The Oilers’ heyday is best remembered for Wayne Gretzky’s high-scoring heroics, but Gretzky’s wingman in Edmonton, Jari Kurri, wasn’t half bad. In fact, after Gretzky had been dealt away to the Los Angeles Kings, Kurri had his best single Stanley Cup final game and the best single-game scoring performance in the past 30 years. In Game 2 against the Boston Bruins, Kurri had a hat trick and five points.


Wayne Gretzky had some dominant post-seasons, including a record 47-point playoff in 1985. But his best performance in a series with the Stanley Cup on the line came in 1988, a post-season in which he registered 43 points in just 19 games. Against the Boston Bruins in the final, Gretzky scored three goals and 13 points, leading the Oilers to their fourth Stanley Cup in five seasons.


The 1990s saw top-flight defensemen have offensive outbursts in the Stanley Cup final, but chief among those to stuff the scoresheet with the sport’s biggest prize on the line are Larry Murphy and Brian Leetch.
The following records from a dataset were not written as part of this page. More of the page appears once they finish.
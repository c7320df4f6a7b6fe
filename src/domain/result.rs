//! Result type alias for the vault

use super::errors::VaultError;

/// Result type alias for vault operations
///
/// # Examples
///
/// ```
/// use dhp_vault::domain::result::Result;
/// use dhp_vault::domain::errors::VaultError;
///
/// fn failing_function() -> Result<()> {
///     Err(VaultError::InvalidSteps(0))
/// }
/// ```
pub type Result<T> = std::result::Result<T, VaultError>;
During the 1991 final, Murphy had a hand in four of Pittsburgh’s six goals in the Penguins’ Game 5 victory over the Minnesota North Stars. As for Leetch, he had a point on all four Rangers goals in Game 4 of the 1994 final, a game New York won 4-2 over the Vancouver Canucks.


Given Leetch’s four-point outing in Game 4 of the 1994 final, it should come as no surprise that he also holds the mark for most points by a rearguard in a single Stanley Cup final. He was absolutely dominant against the Canucks, scoring five goals and 11 points in seven games and he was only held off the scoresheet once in the series. Leetch has the Conn Smythe Trophy to prove how good he was, too.
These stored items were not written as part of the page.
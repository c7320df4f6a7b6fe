//! Show command implementation

use super::{open_store, report_failure, ChainArgs};
use clap::Args;

/// Arguments for the show command
#[derive(Args, Debug)]
pub struct ShowArgs {
    #[command(flatten)]
    pub chain: ChainArgs,
}

impl ShowArgs {
    /// Execute the show command
    pub async fn execute(&self, config_path: &str) -> anyhow::Result<i32> {
        let store = match open_store(config_path).await {
            Ok(store) => store,
            Err(code) => return Ok(code),
        };

        let code = match store.current(self.chain.kind, &self.chain.patient).await {
            Ok(entry) => {
                println!(
                    "📄 {} for {} (version {}, {})",
                    self.chain.kind,
                    self.chain.patient,
                    entry.sequence_no,
                    entry.created_at.to_rfc3339()
                );
                println!("{}", serde_json::to_string_pretty(&entry.payload)?);
                0
            }
            Err(e) => report_failure("Lookup failed", &e),
        };

        store.close().await?;
        Ok(code)
    }
}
In Game 1 of the 2013 final, Tuukka Rask made 59 stops in an overtime loss, and that’s the best single-game mark over the past two decades. It’s not the best performance in the past 30 years, however. That mark belongs to Patrick Roy, who stopped a whopping 63 shots in Game 4 of the 1996 Stanley Cup final. Better than making 63 saves, though, is that Roy did so en route to a shutout in the series-deciding contest.
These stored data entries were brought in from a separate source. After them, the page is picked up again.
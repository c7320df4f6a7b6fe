//! Logging and observability
//!
//! This module provides structured logging with support for:
//! - Console output with configurable log levels
//! - JSON-formatted local log files with rotation
//! - Helper macros that give chain mutations a consistent log shape
//!
//! # Example
//!
//! ```no_run
//! use dhp_vault::logging::init_logging;
//! use dhp_vault::config::LoggingConfig;
//!
//! let config = LoggingConfig::default();
//! let _guard = init_logging("info", &config).expect("Failed to initialize logging");
//!
//! tracing::info!("Application started");
//! ```

pub mod structured;

pub use structured::{init_logging, LoggingGuard};

/// Log a committed push
///
/// # Example
///
/// ```no_run
/// use dhp_vault::log_chain_push;
/// use dhp_vault::domain::{ChainKey, DocumentKind, PatientId, SequenceNo};
///
/// let key = ChainKey::new(PatientId::new("P1").unwrap(), DocumentKind::Dhp);
/// log_chain_push!(&key, SequenceNo::new(3), 0usize);
/// ```
#[macro_export]
macro_rules! log_chain_push {
    ($key:expr, $sequence_no:expr, $evicted:expr) => {
        tracing::info!(
            patient_id = %$key.patient_id,
            kind = %$key.kind,
            sequence_no = %$sequence_no,
            evicted = $evicted,
            "Version pushed"
        );
    };
}

/// Log a committed rollback
///
/// # Example
///
/// ```no_run
/// use dhp_vault::log_chain_rollback;
/// use dhp_vault::domain::{ChainKey, DocumentKind, PatientId, SequenceNo};
///
/// let key = ChainKey::new(PatientId::new("P1").unwrap(), DocumentKind::PlanStatus);
/// log_chain_rollback!(&key, 2usize, SequenceNo::new(5));
/// ```
#[macro_export]
macro_rules! log_chain_rollback {
    ($key:expr, $steps:expr, $head:expr) => {
        tracing::info!(
            patient_id = %$key.patient_id,
            kind = %$key.kind,
            steps = $steps,
            sequence_no = %$head,
            "Chain rolled back"
        );
    };
}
Statistically speaking, Patrick Roy’s greatest playoff performance came during the 2001 post-season. Across 23 games, ‘Saint Patrick’ put together a .934 SP, 1.70 goals-against average and four shutouts as the Avalanche marched to the Stanley Cup. But he’s never been more of a brick wall in the final than in 1996, when, up against the Panthers, Roy allowed just four goals in Colorado’s sweep of Florida.


As the NHL’s all-time shutout leader in both the regular season and post-season, one would expect Martin Brodeur to also hold the mark for most shutouts in a single Stanley Cup final, as well. Sure enough, too, it is Brodeur who holds the mark for the most shutouts in a single final by blanking the Mighty Ducks of Anaheim not once, not twice, but three times in seven games. That includes back-to-back shutouts to kick off the series and a series-sealing 24-save shutout in Game 7.


Through the first four games of the 1991 Stanley Cup final, the Penguins and Minnesota North Stars traded victories, but Pittsburgh turned the tide in the series in Game 5 when they scored early and often en route to a 6-4 victory and took a 3-2 series lead. But as the series shifted back to Minnesota with the North Stars’ season — and Cup chances — on the line, the expectation was they would come out flying as they looked to even the series. Judging by the scoreline, though, only one team showed up to the contest and it most certainly wasn’t the North Stars. In Game 6, Pittsburgh scored three in the first, three in the second and two in the third en route to an 8-0 victory, which remains the single biggest blowout in a Stanley Cup final contest, let alone the series-deciding game.